BIOGRAFIA: DAVID ALAN BROWN
Curatore dei dipinti italiani, National Gallery of Art
Dopo il baccalaureato in letteratura inglese a Harvard College nel 1964, David Alan Brown è andato a Cambridge University in Gran Bretagna con una borsa di studio Fulbright e poi ha conseguito il dottorato (Ph.D.) in storia dell’arte a Yale University nel 1973. Dopo un breve periodo di insegnamento a Yale, nel 1974 è diventato il primo curatore di dipinti rinascimentali italiani alla National Gallery of Art, dove ha organizzato diverse mostre con prestiti internazionali, fra cui Berenson and the Connoisseurship of Italian Painting nel 1979, Raphael and America nel 1983, Titian, Prince of Painters nel 1991, Lorenzo Lotto nel 1997 e Virtue and Beauty: Renaissance Portraits of Women nel 2001.
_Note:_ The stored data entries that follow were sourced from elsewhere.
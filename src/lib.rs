//! FESK Sleep - decoder and circadian scoring engine for sleep telemetry frames
//!
//! The watch sends 7 nights of sleep summaries as one 112-byte frame encoded as
//! hex. This crate turns that frame into scored nights through a deterministic
//! pipeline: hex decoding → night parsing → per-night quality → 7-night
//! circadian score, with optional CSV/JSON export and a timestamp-keyed store.

pub mod circadian;
pub mod config;
pub mod error;
pub mod export;
pub mod frame;
pub mod pipeline;
pub mod quality;
pub mod store;
pub mod types;

// FFI bindings for C interop (always available for cdylib/staticlib builds)
pub mod ffi;

pub use circadian::circadian_score;
pub use config::{OnsetClock, ScoringConfig};
pub use error::FeskError;
pub use export::ExportFormat;
pub use frame::decode;
pub use pipeline::{decode_and_score, FrameProcessor};
pub use quality::{enrich, quality};
pub use store::{SleepStore, StoredRecord};
pub use types::{CircadianScore, Night, NightMetrics, NightRecord, ScoredFrame};

/// Library version embedded in exports and CLI output
pub const FESK_VERSION: &str = env!("CARGO_PKG_VERSION");
fn cmd_validate(input: &Path, json: bool) -> Result<(), FeskCliError> {
    let frames = read_frames(input)?;

    let errors: Vec<ValidationErrorDetail> = frames
        .iter()
        .enumerate()
        .filter_map(|(index, raw)| {
            frame::decode(raw).err().map(|e| ValidationErrorDetail {
                index,
                error: e.to_string(),
            })
        })
        .collect();

    let report = ValidationReport {
        total_frames: frames.len(),
        valid_frames: frames.len() - errors.len(),
        invalid_frames: errors.len(),
        errors,
    };

    if json {
        println!("{}", serde_json::to_string_pretty(&report)?);
    } else {
        println!("Validation Report");
        println!("=================");
        println!("Total frames:   {}", report.total_frames);
        println!("Valid frames:   {}", report.valid_frames);
        println!("Invalid frames: {}", report.invalid_frames);

        if !report.errors.is_empty() {
            println!("\nErrors:");
            for err in &report.errors {
                println!("  - Frame {}: {}", err.index, err.error);
            }
        }
    }

    if report.invalid_frames > 0 {
        Err(FeskCliError::ValidationFailed(report.invalid_frames))
    } else {
        Ok(())
    }
}

fn cmd_doctor(
    config_path: Option<&Path>,
    clock: Option<&str>,
    store: Option<&Path>,
    json: bool,
) -> Result<(), FeskCliError> {
    let mut checks: Vec<DoctorCheck> = Vec::new();

    checks.push(DoctorCheck {
        name: "fesk_version".to_string(),
        status: CheckStatus::Ok,
        message: format!("fesk version {}", FESK_VERSION),
    });

    checks.push(DoctorCheck {
        name: "frame_format".to_string(),
        status: CheckStatus::Ok,
        message: format!("Expecting {} hex digits per frame", FRAME_HEX_LEN),
    });

    match resolve_config(config_path, clock) {
        Ok(config) => {
            let status = if config.clock == OnsetClock::Local {
                CheckStatus::Warning
            } else {
                CheckStatus::Ok
            };
            checks.push(DoctorCheck {
                name: "clock".to_string(),
                status,
                message: format!("Onset clock: {}", config.clock),
            });
        }
        Err(e) => checks.push(DoctorCheck {
            name: "clock".to_string(),
            status: CheckStatus::Error,
            message: CliError::from(e).message,
        }),
    }

    if let Some(store_path) = store {
        if store_path.exists() {
            match SleepStore::load(store_path) {
                Ok(store) => checks.push(DoctorCheck {
                    name: "store".to_string(),
                    status: CheckStatus::Ok,
                    message: format!("Store file valid ({} records)", store.len()),
                }),
                Err(e) => checks.push(DoctorCheck {
                    name: "store".to_string(),
                    status: CheckStatus::Error,
                    message: format!("Invalid store file: {}", e),
                }),
            }
        } else {
            checks.push(DoctorCheck {
                name: "store".to_string(),
                status: CheckStatus::Warning,
                message: "Store file does not exist".to_string(),
            });
        }
    }

    let stdin_check = if atty::is(atty::Stream::Stdin) {
        DoctorCheck {
            name: "stdin".to_string(),
            status: CheckStatus::Ok,
            message: "stdin is a TTY (interactive mode)".to_string(),
        }
    } else {
        DoctorCheck {
            name: "stdin".to_string(),
            status: CheckStatus::Ok,
            message: "stdin is a pipe (frames can be piped in)".to_string(),
        }
    };
    checks.push(stdin_check);

    let report = DoctorReport {
        version: FESK_VERSION.to_string(),
        checks,
    };

    if json {
        println!("{}", serde_json::to_string_pretty(&report)?);
    } else {
        println!("fesk Doctor Report");
        println!("==================");
        println!("Version: {}", report.version);
        println!("\nChecks:");

        for check in &report.checks {
            let status_icon = match check.status {
                CheckStatus::Ok => "[OK]",
                CheckStatus::Warning => "[WARN]",
                CheckStatus::Error => "[ERR]",
            };
            println!("  {} {}: {}", status_icon, check.name, check.message);
        }
    }

    let has_errors = report
        .checks
        .iter()
        .any(|c| matches!(c.status, CheckStatus::Error));
    if has_errors {
        Err(FeskCliError::DoctorFailed)
    } else {
        Ok(())
    }
}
Autore di numerosi saggi eruditi e recensioni, Brown ha scritto una monografia su Andrea Solario, pittore lombardo del cinquecento, che nel 1987 ha vinto il Premio Salimbeni, il più prestigioso in Italia per libri sull’arte. Il suo studio su Leonardo da Vinci: Origins of a Genius pubblicato dalla Yale University Press (New Haven e Londra, 1988) ha ricevuto nel 2000 il Sir Bannister Fletcher Award per il libro più meritorio sull’arte o sull’architettura. Questo libro presenta l’evidenza della prima prova superstite in pittura del giovane Leonardo: una parte del dipinto del suo maestro Verrocchio Tobiolo e l’Angelo nella National Gallery a Londra. Brown ha pubblicato recentemente un articolo sostenendo che un quadro al Prado (Madrid) è la prima opera superstite di Tiziano (“Titian and Bellini: From Pupil to Rival,” Arte cristiana 93, 2005).
Riconoscendo il suo contributo alla conoscenza e apprezzamento della cultura italiana in America, il Presidente della Repubblica italiana l’ha insignito nel febbraio del 2003 dell’Ordine di Merito.